McMediocrity’s Latest “Plan”

We all now have been subjected to yet another "transportation plan" from Bob McDonnell. I've lost count on whether it's the third or fourth. This time there is no reliance on mythical oil rigs off Virginia Beach, no imaginary tolls on roads leading into Virginia from North Carolina, no giving away the state's wholesale alcohol system to private FOB (friends of Bob). This time we have a simpler "plan": billions of dollars in debt for our children and grandchildren to pay, a tripling of the retail outlets that sell liquor, and tapping the General Fund for $140 million.

I agree with Sen. Dick Saslaw (D-Fairfax). "What are they thinking?"

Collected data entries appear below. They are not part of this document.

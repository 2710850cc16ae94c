use std::borrow::Cow;
use std::ops::Index;

use serde::{Deserialize, Serialize};

use crate::error::SweepError;

/// Unit convention of the values stored in a [`Series`].
///
/// Strategy code always works on fractional changes; `Percent` series are
/// divided by 100 before use.
#[derive(Debug, Clone, Copy, PartialEq, Eq, Default, Serialize, Deserialize)]
#[serde(rename_all = "lowercase")]
pub enum PercentUnits {
    /// `0.01` means +1%.
    #[default]
    Fraction,
    /// `1.0` means +1%.
    Percent,
}

impl PercentUnits {
    pub fn parse(s: &str) -> Result<Self, SweepError> {
        match s.trim().to_ascii_lowercase().as_str() {
            "fraction" => Ok(Self::Fraction),
            "percent" => Ok(Self::Percent),
            other => Err(SweepError::Configuration(format!(
                "unsupported percent units: {other}"
            ))),
        }
    }

    #[inline]
    pub fn scale(self) -> f64 {
        match self {
            Self::Fraction => 1.0,
            Self::Percent => 100.0,
        }
    }
}

/// Ordered, immutable sequence of per-period percent changes.
///
/// Always holds at least one finite value.
#[derive(Debug, Clone, PartialEq, Serialize)]
pub struct Series {
    values: Vec<f64>,
}

impl Series {
    pub fn new(values: Vec<f64>) -> Result<Self, SweepError> {
        if values.is_empty() {
            return Err(SweepError::InvalidInput("series must not be empty".into()));
        }
        if let Some(i) = values.iter().position(|v| !v.is_finite()) {
            return Err(SweepError::InvalidInput(format!(
                "series value at index {i} is not finite: {}",
                values[i]
            )));
        }
        Ok(Self { values })
    }

    /// Build a change series from raw prices: `(p[i] / p[i-1] - 1) * scale`.
    ///
    /// Day 0 has no predecessor and is set to `0.0`, so the result has the
    /// same length as `prices`.
    pub fn from_prices(prices: &[f64], units: PercentUnits) -> Result<Self, SweepError> {
        if prices.is_empty() {
            return Err(SweepError::InvalidInput("price series must not be empty".into()));
        }
        let mut values = Vec::with_capacity(prices.len());
        values.push(0.0);
        for (i, w) in prices.windows(2).enumerate() {
            if w[0] == 0.0 {
                return Err(SweepError::InvalidInput(format!(
                    "zero price at index {i}, cannot compute change"
                )));
            }
            values.push((w[1] / w[0] - 1.0) * units.scale());
        }
        Self::new(values)
    }

    #[inline]
    pub fn len(&self) -> usize {
        self.values.len()
    }

    #[inline]
    pub fn is_empty(&self) -> bool {
        self.values.is_empty()
    }

    #[inline]
    pub fn as_slice(&self) -> &[f64] {
        &self.values
    }

    /// View this series as fractional changes, converting only when needed.
    pub fn to_fractions(&self, units: PercentUnits) -> Cow<'_, Series> {
        match units {
            PercentUnits::Fraction => Cow::Borrowed(self),
            PercentUnits::Percent => {
                let scale = units.scale();
                Cow::Owned(Series {
                    values: self.values.iter().map(|v| v / scale).collect(),
                })
            }
        }
    }
}

impl Index<usize> for Series {
    type Output = f64;

    #[inline]
    fn index(&self, i: usize) -> &f64 {
        &self.values[i]
    }
}

impl<'de> Deserialize<'de> for Series {
    fn deserialize<D: serde::Deserializer<'de>>(deserializer: D) -> Result<Self, D::Error> {
        let values = Vec::<f64>::deserialize(deserializer)?;
        Series::new(values).map_err(serde::de::Error::custom)
    }
}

Expert after expert has looked at the debacle that is Virginia's transportation system and concluded the same thing. In order to correct the delays and deficiencies in transportation, the state needs at least $1 billion annually for the foreseeable future. The state budget is in such a mess that the General Assembly "balanced" the current budget and created the imaginary "surplus" that McDonnell also wants the spend by borrowing 2/3 of a billion dollars from the state retirement fund, replacing it with an IOU due after McDonnell leaves office. How can anyone then justify taking another $140 million out of the already depleted General Fund that is used for schools, police protection, necessary social services, etc.?

Republicans have reached the inevitable end of their adamant assertion that they will never raise revenue to pay for vital services. Infrastructure ages, Virginia's population grows. It is obvious to most people, if not to GOPers, that transportation must have a dedicated source of additional revenue. We cannot borrow ourselves out of this mess, nor can we get out of it by shortchanging other state services. Indeed, we might not be in this big of a mess if another Republican governor, Jim Gilmore, hadn't pushed through his idiotic "no car tax" plan that presently costs the state $950 million every year.

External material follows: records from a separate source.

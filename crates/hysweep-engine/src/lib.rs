pub mod candidates;
pub mod engine;
pub mod metrics;
pub mod parallel;
pub mod partition;
pub mod reducer;

pub use candidates::{CandidateSpace, RandomBounds};
pub use engine::SweepEngine;
pub use metrics::{MetricsCalculator, PathMetrics};
pub use parallel::{CancelToken, ParallelSweepDriver};
pub use partition::{partition, split_sizes};
pub use reducer::{ResultReducer, SweepResult};
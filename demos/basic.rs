//! Basic stderr logging example.
//!
//! This example builds the default logger, which writes JSON records to
//! stderr, and installs it as the global default.

use ntnulog::Level;

fn main() -> Result<(), Box<dyn std::error::Error>> {
    let logger = ntnulog::build_logger(Vec::<String>::new(), Level::INFO, false, true)?;
    let _guard = logger.try_init()?;

    tracing::debug!("This is a debug message (filtered out)");
    tracing::info!("This is an info message");
    tracing::warn!("This is a warning message");
    tracing::error!("This is an error message, with a stack trace");

    Ok(())
}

Even the Roanoke Regional Chamber of Commerce, normally a group that would be friendly to Republican notions of taxation, is pushing for new revenue sources for transportation.

McDonnell Embraces “Half-baked” Bushonomics

In his eight years in the White House, George W. Bush led the federal government into an economic crisis created by letting business do whatever it wanted, spending vast amounts of borrowed money on two unfunded wars and putting in place tax cuts that did nothing to create jobs as was promised but lined the pockets of the already-wealthy and gave the federal government a structural deficit. Now, all of Washington is consumed with a national debt that threatens the long-term fiscal health of our nation.

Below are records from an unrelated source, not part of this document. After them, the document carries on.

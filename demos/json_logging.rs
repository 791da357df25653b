//! Example of JSON records with spans and fields shared by every record.

use ntnulog::{Encoding, KeyScheme, Level, LoggerConfig, encoder::EncoderConfig};

fn main() -> Result<(), Box<dyn std::error::Error>> {
    let json = LoggerConfig::new(["stdout"], Level::DEBUG, false, true)
        .with_encoder(EncoderConfig::with_scheme(KeyScheme::Conventional, true))
        .with_initial_field("service", "checkout")
        .with_initial_field("version", 3)
        .build()?;

    json.in_scope(|| {
        let span = tracing::info_span!("request", method = "GET", path = "/cart");
        let _enter = span.enter();
        tracing::info!(items = 2, "Cart loaded");
        tracing::error!(error = "timeout", "Payment failed");
    });

    let console = LoggerConfig::new(["stdout"], Level::INFO, false, false)
        .with_encoding(Encoding::Console)
        .build()?;
    console.in_scope(|| tracing::info!("The same logger, human readable"));

    Ok(())
}
//! One-call constructors for the common logger shapes.

use std::path::PathBuf;

use tracing::Level;

use crate::Result;
use crate::builder::RotatingLoggerBuilder;
use crate::config::LoggerConfig;
use crate::encoder::EncoderConfig;
use crate::logger::Logger;
use crate::rotation::RotationPolicy;

/// The standard encoder configuration, encoding times in UTC when `utc` is
/// set and in local time otherwise.
pub fn encoder_config(utc: bool) -> EncoderConfig {
    EncoderConfig::new(utc)
}

/// Logger configuration writing JSON to `output_files`.
///
/// With no files, records and write errors both go to stderr. Otherwise
/// records go to exactly the given paths (`"stderr"` and `"stdout"` name the
/// process streams) and write errors to stderr.
pub fn logger_config<I, S>(output_files: I, level: Level, development: bool, utc: bool) -> LoggerConfig
where
    I: IntoIterator<Item = S>,
    S: Into<String>,
{
    LoggerConfig::new(output_files, level, development, utc)
}

/// Build a logger from [`logger_config`].
///
/// # Errors
///
/// Returns [`crate::Error::Build`] if an output path cannot be opened.
pub fn build_logger<I, S>(output_files: I, level: Level, development: bool, utc: bool) -> Result<Logger>
where
    I: IntoIterator<Item = S>,
    S: Into<String>,
{
    logger_config(output_files, level, development, utc).build()
}

/// Build a logger that writes info and above to a rotating `logfile`, errors
/// to stderr and everything below error to stdout.
///
/// `max_size_mb` of zero selects the default size, `max_backups` of zero
/// keeps every backup and `max_age_days` of zero disables age based removal.
///
/// # Errors
///
/// Returns [`crate::Error::Build`] if the log file cannot be created.
pub fn build_rotating_logger(
    logfile: impl Into<PathBuf>,
    max_size_mb: u64,
    max_backups: usize,
    max_age_days: u64,
    utc: bool,
) -> Result<Logger> {
    let policy = RotationPolicy::new(logfile, max_size_mb, max_backups, max_age_days);
    RotatingLoggerBuilder::new(policy).with_utc(utc).build()
}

Here in Virginia, Bob McDonnell knows quite well that we have an ongoing transportation crisis in the state, one that is responsible for the gridlocked roads in northern Virginia and Hampton Roads, a growing backlog of transportation maintenance that needs to be done, and the prospect that Virginia won't have the money to qualify for federal matching funds. His solution is straight out of the Bushonomics handbook: Borrow massive amounts of money, spend it now, absolutely refuse to look for revenue sources, and kick fiscal responsibility to the next generation.

Amazingly, McDonnell told a transportation conference at the Hotel Roanoke that he has a "plan" to fix Virginia's road crisis, one that relies on massive bond sales, spending money held by VDOT to pay contracts in a timely fashion, and committing the General Assembly to spend whatever fiscal surpluses might appear in the future on building roads. Never mind if the state needs to pay back money already borrowed from the state pension fund, return to a reasonable funding of colleges and universities, increase education funding, end the shortchanging of other social services, etc.

According to the Roanoke Times, here's the outline of McDonnell's ridiculous "plan."

The plan envisions selling more than $2.9 billion in new bonds. Officials would allocate $400 million in already-identified surplus state money to loans, loan guarantees and grants to local governments strapped for road dollars. To garner the other $700 million, the governor mentioned the possibility of future surpluses and whatever money the state would make if it privatizes state-owned liquor stores.